Collected data
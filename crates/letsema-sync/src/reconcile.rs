//! Reconciliation sweep for unfederated approvals.
//!
//! Federation is at-least-once: an approval whose partner write failed (or
//! whose write-back never landed) leaves an APPROVED loan with a NULL
//! `external_loan_id`. The sweep walks that work list and converges each
//! loan:
//!
//! 1. Round-trip lookup by `external_reference = "LETSEMA-{id}"` — if the
//!    partner row already exists, adopt its id instead of inserting a
//!    duplicate.
//! 2. Otherwise re-attempt federation.
//!
//! Per-loan failures are logged and counted; the sweep continues.

use letsema_ledger::LedgerStore;
use letsema_ledger::sqlite::repositories::institution::InstitutionRepo;
use letsema_ledger::sqlite::repositories::loan::LoanRepo;
use letsema_partners::{
    Cluster, PartnerGateway, federate_approved_loan, find_partner_loan_by_reference,
};
use tracing::{info, warn};

use crate::errors::Result;

/// Outcome counts of a reconciliation sweep.
#[derive(Debug, Default, PartialEq, Eq)]
pub struct ReconcileSummary {
    /// Loans examined (APPROVED with NULL `external_loan_id`).
    pub examined: usize,
    /// Loans whose partner row already existed; the id was adopted.
    pub adopted: usize,
    /// Loans federated by this sweep.
    pub federated: usize,
    /// Loans that still failed; left for the next sweep.
    pub failed: usize,
}

/// Walk all unfederated approvals and try to converge each one.
pub fn reconcile_unfederated(
    ledger: &LedgerStore,
    gateway: &PartnerGateway,
) -> Result<ReconcileSummary> {
    let work_list = {
        let conn = ledger.conn()?;
        LoanRepo::list_unfederated(&conn)?
    };

    let mut summary = ReconcileSummary {
        examined: work_list.len(),
        ..ReconcileSummary::default()
    };

    for loan in work_list {
        let outcome = reconcile_one(ledger, gateway, &loan.id);
        match outcome {
            Ok(true) => summary.adopted += 1,
            Ok(false) => summary.federated += 1,
            Err(err) => {
                warn!(loan_id = %loan.id, %err, "reconciliation failed for loan");
                summary.failed += 1;
            }
        }
    }

    info!(
        examined = summary.examined,
        adopted = summary.adopted,
        federated = summary.federated,
        failed = summary.failed,
        "reconciliation sweep complete"
    );
    Ok(summary)
}

/// Converge one loan. Returns `true` if an existing partner row was
/// adopted, `false` if the loan was federated fresh.
fn reconcile_one(ledger: &LedgerStore, gateway: &PartnerGateway, loan_id: &str) -> Result<bool> {
    let conn = ledger.conn()?;
    let loan = LoanRepo::get_by_id(&conn, loan_id)?
        .ok_or_else(|| letsema_ledger::LedgerError::LoanNotFound(loan_id.to_string()))?;
    let institution = InstitutionRepo::get_by_id(&conn, &loan.institution_id)?.ok_or_else(|| {
        letsema_ledger::LedgerError::InstitutionNotFound(loan.institution_id.clone())
    })?;
    let cluster = Cluster::parse(&institution.cluster_name).ok_or_else(|| {
        letsema_partners::PartnerError::UnknownCluster(institution.cluster_name.clone())
    })?;

    if let Some(partner_loan_id) = find_partner_loan_by_reference(gateway, cluster, &loan.id)? {
        let _ = LoanRepo::set_external_loan_id(&conn, &loan.id, &partner_loan_id.to_string())?;
        info!(loan_id = %loan.id, %cluster, partner_loan_id,
              "adopted existing partner loan during reconciliation");
        return Ok(true);
    }

    let _ = federate_approved_loan(&conn, gateway, &loan.id)?;
    Ok(false)
}
//! Immutable partner connection configuration.
//!
//! The gateway receives this as a value at construction — cluster
//! connection parameters are never read from ambient global state.

use std::collections::HashMap;

use letsema_settings::ClusterSettings;

use crate::cluster::Cluster;

/// Connection parameters for every configured partner cluster.
#[derive(Clone, Debug, Default)]
pub struct PartnerConfig {
    endpoints: HashMap<Cluster, String>,
}

impl PartnerConfig {
    /// Empty configuration — every cluster is unconfigured.
    #[must_use]
    pub fn new() -> Self {
        Self::default()
    }

    /// Add or replace the database path for a cluster.
    #[must_use]
    pub fn with_endpoint(mut self, cluster: Cluster, db_path: impl Into<String>) -> Self {
        let _ = self.endpoints.insert(cluster, db_path.into());
        self
    }

    /// Build from the platform settings.
    #[must_use]
    pub fn from_settings(settings: &ClusterSettings) -> Self {
        Self::new()
            .with_endpoint(Cluster::MfiA, settings.mfi_a.db_path.clone())
            .with_endpoint(Cluster::MfiB, settings.mfi_b.db_path.clone())
    }

    /// The database path for a cluster, if configured.
    #[must_use]
    pub fn db_path(&self, cluster: Cluster) -> Option<&str> {
        self.endpoints.get(&cluster).map(String::as_str)
    }

    /// Clusters that have connection parameters.
    pub fn configured(&self) -> impl Iterator<Item = Cluster> + '_ {
        Cluster::ALL
            .into_iter()
            .filter(|c| self.endpoints.contains_key(c))
    }
}

// ─────────────────────────────────────────────────────────────────────────────
// Tests
// ─────────────────────────────────────────────────────────────────────────────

— What is expected —
The records above should be given again in full, exactly as written.

— Written response —
filename crates/letsema-sync/src/reconcile.rs
//! Reconciliation sweep for unfederated approvals.
//!
//! Federation is at-least-once: an approval whose partner write failed (or
//! whose write-back never landed) leaves an APPROVED loan with a NULL
//! `external_loan_id`. The sweep walks that work list and converges each
//! loan:
//!
//! 1. Round-trip lookup by `external_reference = "LETSEMA-{id}"` — if the
//!    partner row already exists, adopt its id instead of inserting a
//!    duplicate.
//! 2. Otherwise re-attempt federation.
//!
//! Per-loan failures are logged and counted; the sweep continues.

use letsema_ledger::LedgerStore;
use letsema_ledger::sqlite::repositories::institution::InstitutionRepo;
use letsema_ledger::sqlite::repositories::loan::LoanRepo;
use letsema_partners::{
    Cluster, PartnerGateway, federate_approved_loan, find_partner_loan_by_reference,
};
use tracing::{info, warn};

use crate::errors::Result;

/// Outcome counts of a reconciliation sweep.
#[derive(Debug, Default, PartialEq, Eq)]
pub struct ReconcileSummary {
    /// Loans examined (APPROVED with NULL `external_loan_id`).
    pub examined: usize,
    /// Loans whose partner row already existed; the id was adopted.
    pub adopted: usize,
    /// Loans federated by this sweep.
    pub federated: usize,
    /// Loans that still failed; left for the next sweep.
    pub failed: usize,
}

/// Walk all unfederated approvals and try to converge each one.
pub fn reconcile_unfederated(
    ledger: &LedgerStore,
    gateway: &PartnerGateway,
) -> Result<ReconcileSummary> {
    let work_list = {
        let conn = ledger.conn()?;
        LoanRepo::list_unfederated(&conn)?
    };

    let mut summary = ReconcileSummary {
        examined: work_list.len(),
        ..ReconcileSummary::default()
    };

    for loan in work_list {
        let outcome = reconcile_one(ledger, gateway, &loan.id);
        match outcome {
            Ok(true) => summary.adopted += 1,
            Ok(false) => summary.federated += 1,
            Err(err) => {
                warn!(loan_id = %loan.id, %err, "reconciliation failed for loan");
                summary.failed += 1;
            }
        }
    }

    info!(
        examined = summary.examined,
        adopted = summary.adopted,
        federated = summary.federated,
        failed = summary.failed,
        "reconciliation sweep complete"
    );
    Ok(summary)
}

/// Converge one loan. Returns `true` if an existing partner row was
/// adopted, `false` if the loan was federated fresh.
fn reconcile_one(ledger: &LedgerStore, gateway: &PartnerGateway, loan_id: &str) -> Result<bool> {
    let conn = ledger.conn()?;
    let loan = LoanRepo::get_by_id(&conn, loan_id)?
        .ok_or_else(|| letsema_ledger::LedgerError::LoanNotFound(loan_id.to_string()))?;
    let institution = InstitutionRepo::get_by_id(&conn, &loan.institution_id)?.ok_or_else(|| {
        letsema_ledger::LedgerError::InstitutionNotFound(loan.institution_id.clone())
    })?;
    let cluster = Cluster::parse(&institution.cluster_name).ok_or_else(|| {
        letsema_partners::PartnerError::UnknownCluster(institution.cluster_name.clone())
    })?;

    if let Some(partner_loan_id) = find_partner_loan_by_reference(gateway, cluster, &loan.id)? {
        let _ = LoanRepo::set_external_loan_id(&conn, &loan.id, &partner_loan_id.to_string())?;
        info!(loan_id = %loan.id, %cluster, partner_loan_id,
              "adopted existing partner loan during reconciliation");
        return Ok(true);
    }

    let _ = federate_approved_loan(&conn, gateway, &loan.id)?;
    Ok(false)
}
//! Immutable partner connection configuration.
//!
//! The gateway receives this as a value at construction — cluster
//! connection parameters are never read from ambient global state.

use std::collections::HashMap;

use letsema_settings::ClusterSettings;

use crate::cluster::Cluster;

/// Connection parameters for every configured partner cluster.
#[derive(Clone, Debug, Default)]
pub struct PartnerConfig {
    endpoints: HashMap<Cluster, String>,
}

impl PartnerConfig {
    /// Empty configuration — every cluster is unconfigured.
    #[must_use]
    pub fn new() -> Self {
        Self::default()
    }

    /// Add or replace the database path for a cluster.
    #[must_use]
    pub fn with_endpoint(mut self, cluster: Cluster, db_path: impl Into<String>) -> Self {
        let _ = self.endpoints.insert(cluster, db_path.into());
        self
    }

    /// Build from the platform settings.
    #[must_use]
    pub fn from_settings(settings: &ClusterSettings) -> Self {
        Self::new()
            .with_endpoint(Cluster::MfiA, settings.mfi_a.db_path.clone())
            .with_endpoint(Cluster::MfiB, settings.mfi_b.db_path.clone())
    }

    /// The database path for a cluster, if configured.
    #[must_use]
    pub fn db_path(&self, cluster: Cluster) -> Option<&str> {
        self.endpoints.get(&cluster).map(String::as_str)
    }

    /// Clusters that have connection parameters.
    pub fn configured(&self) -> impl Iterator<Item = Cluster> + '_ {
        Cluster::ALL
            .into_iter()
            .filter(|c| self.endpoints.contains_key(c))
    }
}

// ─────────────────────────────────────────────────────────────────────────────
// Tests
// ─────────────────────────────────────────────────────────────────────────────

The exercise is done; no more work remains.